▶ TASK REQUIREMENTS: Please copy every line from the following entries in which the word "that" appears.

- Opening Delimiter -

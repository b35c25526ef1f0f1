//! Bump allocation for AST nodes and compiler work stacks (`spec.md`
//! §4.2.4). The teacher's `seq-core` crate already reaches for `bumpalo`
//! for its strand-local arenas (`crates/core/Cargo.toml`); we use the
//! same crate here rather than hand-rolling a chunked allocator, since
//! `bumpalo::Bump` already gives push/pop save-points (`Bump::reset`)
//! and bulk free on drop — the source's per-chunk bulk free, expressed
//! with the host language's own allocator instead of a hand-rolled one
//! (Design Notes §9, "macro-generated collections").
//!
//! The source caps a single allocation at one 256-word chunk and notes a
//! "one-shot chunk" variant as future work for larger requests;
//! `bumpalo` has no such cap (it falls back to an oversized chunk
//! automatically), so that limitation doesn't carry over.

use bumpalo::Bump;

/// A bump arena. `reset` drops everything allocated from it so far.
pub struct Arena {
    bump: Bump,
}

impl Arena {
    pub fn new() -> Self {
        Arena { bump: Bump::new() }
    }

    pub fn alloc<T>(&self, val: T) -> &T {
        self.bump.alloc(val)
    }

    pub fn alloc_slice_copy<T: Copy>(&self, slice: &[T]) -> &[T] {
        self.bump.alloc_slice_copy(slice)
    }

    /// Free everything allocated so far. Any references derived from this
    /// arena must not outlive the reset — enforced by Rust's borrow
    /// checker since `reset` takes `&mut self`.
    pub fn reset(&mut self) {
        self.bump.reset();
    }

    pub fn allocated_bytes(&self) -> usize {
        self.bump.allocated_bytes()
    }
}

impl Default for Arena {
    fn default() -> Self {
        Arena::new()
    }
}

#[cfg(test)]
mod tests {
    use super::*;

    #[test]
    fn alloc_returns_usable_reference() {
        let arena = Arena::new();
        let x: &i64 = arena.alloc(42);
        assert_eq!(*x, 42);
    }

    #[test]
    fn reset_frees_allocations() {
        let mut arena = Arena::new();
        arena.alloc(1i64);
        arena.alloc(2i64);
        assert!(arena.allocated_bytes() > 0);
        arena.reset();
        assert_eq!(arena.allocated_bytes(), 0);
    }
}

- Closing Delimiter -
- Opening Delimiter -

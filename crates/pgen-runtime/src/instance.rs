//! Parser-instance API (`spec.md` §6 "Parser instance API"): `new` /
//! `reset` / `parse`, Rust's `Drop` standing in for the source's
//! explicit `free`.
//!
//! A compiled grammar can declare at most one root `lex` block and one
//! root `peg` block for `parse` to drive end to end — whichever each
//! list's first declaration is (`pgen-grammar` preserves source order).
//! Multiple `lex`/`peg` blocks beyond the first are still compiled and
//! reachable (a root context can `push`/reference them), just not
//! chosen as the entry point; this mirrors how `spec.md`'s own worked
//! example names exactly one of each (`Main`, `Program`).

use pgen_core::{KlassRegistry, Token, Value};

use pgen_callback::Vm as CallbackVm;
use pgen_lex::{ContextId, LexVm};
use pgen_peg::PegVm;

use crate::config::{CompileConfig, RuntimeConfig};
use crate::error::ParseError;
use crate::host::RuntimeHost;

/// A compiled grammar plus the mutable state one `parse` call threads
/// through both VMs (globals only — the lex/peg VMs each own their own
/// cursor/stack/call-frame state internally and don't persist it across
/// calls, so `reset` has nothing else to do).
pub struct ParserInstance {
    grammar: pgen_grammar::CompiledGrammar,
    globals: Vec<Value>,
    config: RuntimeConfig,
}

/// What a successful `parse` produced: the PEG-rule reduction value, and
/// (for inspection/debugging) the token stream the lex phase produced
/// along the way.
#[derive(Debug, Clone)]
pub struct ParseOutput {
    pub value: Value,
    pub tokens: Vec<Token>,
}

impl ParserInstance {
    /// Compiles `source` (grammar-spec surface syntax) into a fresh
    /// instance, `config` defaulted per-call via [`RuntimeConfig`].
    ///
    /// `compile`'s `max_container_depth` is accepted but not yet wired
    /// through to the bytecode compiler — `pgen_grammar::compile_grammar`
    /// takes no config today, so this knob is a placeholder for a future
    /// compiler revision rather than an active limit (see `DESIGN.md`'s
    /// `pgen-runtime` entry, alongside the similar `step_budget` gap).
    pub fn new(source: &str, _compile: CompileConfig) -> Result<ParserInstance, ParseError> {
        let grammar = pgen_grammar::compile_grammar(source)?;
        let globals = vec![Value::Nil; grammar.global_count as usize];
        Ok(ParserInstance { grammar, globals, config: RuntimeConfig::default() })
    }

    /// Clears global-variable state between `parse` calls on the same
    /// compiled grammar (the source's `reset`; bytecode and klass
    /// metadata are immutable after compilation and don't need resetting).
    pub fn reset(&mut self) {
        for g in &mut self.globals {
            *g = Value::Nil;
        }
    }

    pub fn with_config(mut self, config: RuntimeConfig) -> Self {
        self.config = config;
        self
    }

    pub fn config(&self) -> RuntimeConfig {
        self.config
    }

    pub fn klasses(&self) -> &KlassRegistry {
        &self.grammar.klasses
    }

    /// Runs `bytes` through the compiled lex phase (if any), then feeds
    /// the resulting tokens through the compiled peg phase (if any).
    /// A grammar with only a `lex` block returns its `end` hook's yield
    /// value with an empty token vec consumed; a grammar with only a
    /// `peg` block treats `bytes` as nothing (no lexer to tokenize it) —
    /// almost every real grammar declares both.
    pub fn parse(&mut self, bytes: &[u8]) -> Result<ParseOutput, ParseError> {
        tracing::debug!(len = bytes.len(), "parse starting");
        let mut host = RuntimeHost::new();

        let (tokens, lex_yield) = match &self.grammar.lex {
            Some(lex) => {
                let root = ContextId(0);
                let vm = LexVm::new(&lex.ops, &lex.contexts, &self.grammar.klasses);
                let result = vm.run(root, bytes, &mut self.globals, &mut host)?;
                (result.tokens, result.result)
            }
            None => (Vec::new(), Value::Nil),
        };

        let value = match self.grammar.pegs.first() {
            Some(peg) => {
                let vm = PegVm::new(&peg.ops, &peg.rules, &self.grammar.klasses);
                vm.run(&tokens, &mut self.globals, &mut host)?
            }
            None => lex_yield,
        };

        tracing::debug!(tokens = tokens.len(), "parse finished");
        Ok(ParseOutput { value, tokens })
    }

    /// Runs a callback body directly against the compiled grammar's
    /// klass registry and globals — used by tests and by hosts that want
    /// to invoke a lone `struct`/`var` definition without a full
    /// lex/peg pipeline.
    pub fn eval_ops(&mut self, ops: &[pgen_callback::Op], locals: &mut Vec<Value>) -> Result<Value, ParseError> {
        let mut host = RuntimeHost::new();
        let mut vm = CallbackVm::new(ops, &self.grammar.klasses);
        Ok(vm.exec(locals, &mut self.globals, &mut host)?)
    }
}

- Closing Delimiter -
- Opening Delimiter -

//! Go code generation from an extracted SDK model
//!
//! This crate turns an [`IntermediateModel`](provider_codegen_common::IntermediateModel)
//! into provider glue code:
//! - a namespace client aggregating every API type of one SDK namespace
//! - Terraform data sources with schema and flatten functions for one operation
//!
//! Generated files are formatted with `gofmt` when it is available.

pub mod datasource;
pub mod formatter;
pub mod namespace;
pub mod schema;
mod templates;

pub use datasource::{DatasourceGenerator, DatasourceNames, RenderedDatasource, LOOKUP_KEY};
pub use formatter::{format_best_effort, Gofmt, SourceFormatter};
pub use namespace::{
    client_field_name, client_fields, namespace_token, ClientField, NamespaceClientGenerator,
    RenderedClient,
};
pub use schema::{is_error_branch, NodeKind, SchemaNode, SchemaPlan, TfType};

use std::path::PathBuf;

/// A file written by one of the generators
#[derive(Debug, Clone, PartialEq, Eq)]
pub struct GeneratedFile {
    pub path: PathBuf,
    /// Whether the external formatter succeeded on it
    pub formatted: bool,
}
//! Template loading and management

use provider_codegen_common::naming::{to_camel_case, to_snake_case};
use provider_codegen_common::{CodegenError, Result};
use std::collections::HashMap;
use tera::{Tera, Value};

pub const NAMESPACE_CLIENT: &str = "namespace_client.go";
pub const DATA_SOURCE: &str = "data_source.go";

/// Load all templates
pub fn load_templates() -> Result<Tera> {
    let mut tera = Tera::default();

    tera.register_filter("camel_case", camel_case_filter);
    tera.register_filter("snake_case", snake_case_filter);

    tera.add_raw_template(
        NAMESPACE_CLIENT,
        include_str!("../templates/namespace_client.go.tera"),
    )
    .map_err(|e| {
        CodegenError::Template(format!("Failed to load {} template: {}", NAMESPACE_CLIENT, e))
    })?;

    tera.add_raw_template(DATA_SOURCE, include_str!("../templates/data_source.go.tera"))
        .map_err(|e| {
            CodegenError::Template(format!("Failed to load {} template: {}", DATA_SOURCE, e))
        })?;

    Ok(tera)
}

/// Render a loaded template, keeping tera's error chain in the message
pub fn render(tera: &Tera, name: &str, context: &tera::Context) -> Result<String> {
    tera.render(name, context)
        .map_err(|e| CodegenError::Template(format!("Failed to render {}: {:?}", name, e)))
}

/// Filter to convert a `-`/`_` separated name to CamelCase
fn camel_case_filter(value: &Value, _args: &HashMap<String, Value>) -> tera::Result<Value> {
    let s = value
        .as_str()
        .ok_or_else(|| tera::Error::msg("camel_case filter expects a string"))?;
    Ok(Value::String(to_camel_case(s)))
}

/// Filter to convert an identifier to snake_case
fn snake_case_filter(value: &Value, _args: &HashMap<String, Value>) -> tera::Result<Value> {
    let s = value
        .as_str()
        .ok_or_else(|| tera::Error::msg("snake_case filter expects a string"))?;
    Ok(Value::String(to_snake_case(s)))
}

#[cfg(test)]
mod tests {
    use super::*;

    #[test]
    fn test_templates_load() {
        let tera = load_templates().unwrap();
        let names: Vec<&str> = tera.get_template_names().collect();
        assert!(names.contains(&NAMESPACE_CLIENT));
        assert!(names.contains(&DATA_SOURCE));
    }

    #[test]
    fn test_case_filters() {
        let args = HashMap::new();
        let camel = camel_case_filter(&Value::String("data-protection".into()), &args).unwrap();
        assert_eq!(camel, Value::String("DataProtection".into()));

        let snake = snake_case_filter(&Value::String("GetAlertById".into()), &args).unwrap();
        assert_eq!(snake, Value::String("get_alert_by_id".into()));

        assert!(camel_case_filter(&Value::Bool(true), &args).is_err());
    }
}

- Closing Delimiter -

▶ FINISHED EXERCISE:
//! automatically), so that limitation doesn't carry over.
    /// klass registry and globals — used by tests and by hosts that want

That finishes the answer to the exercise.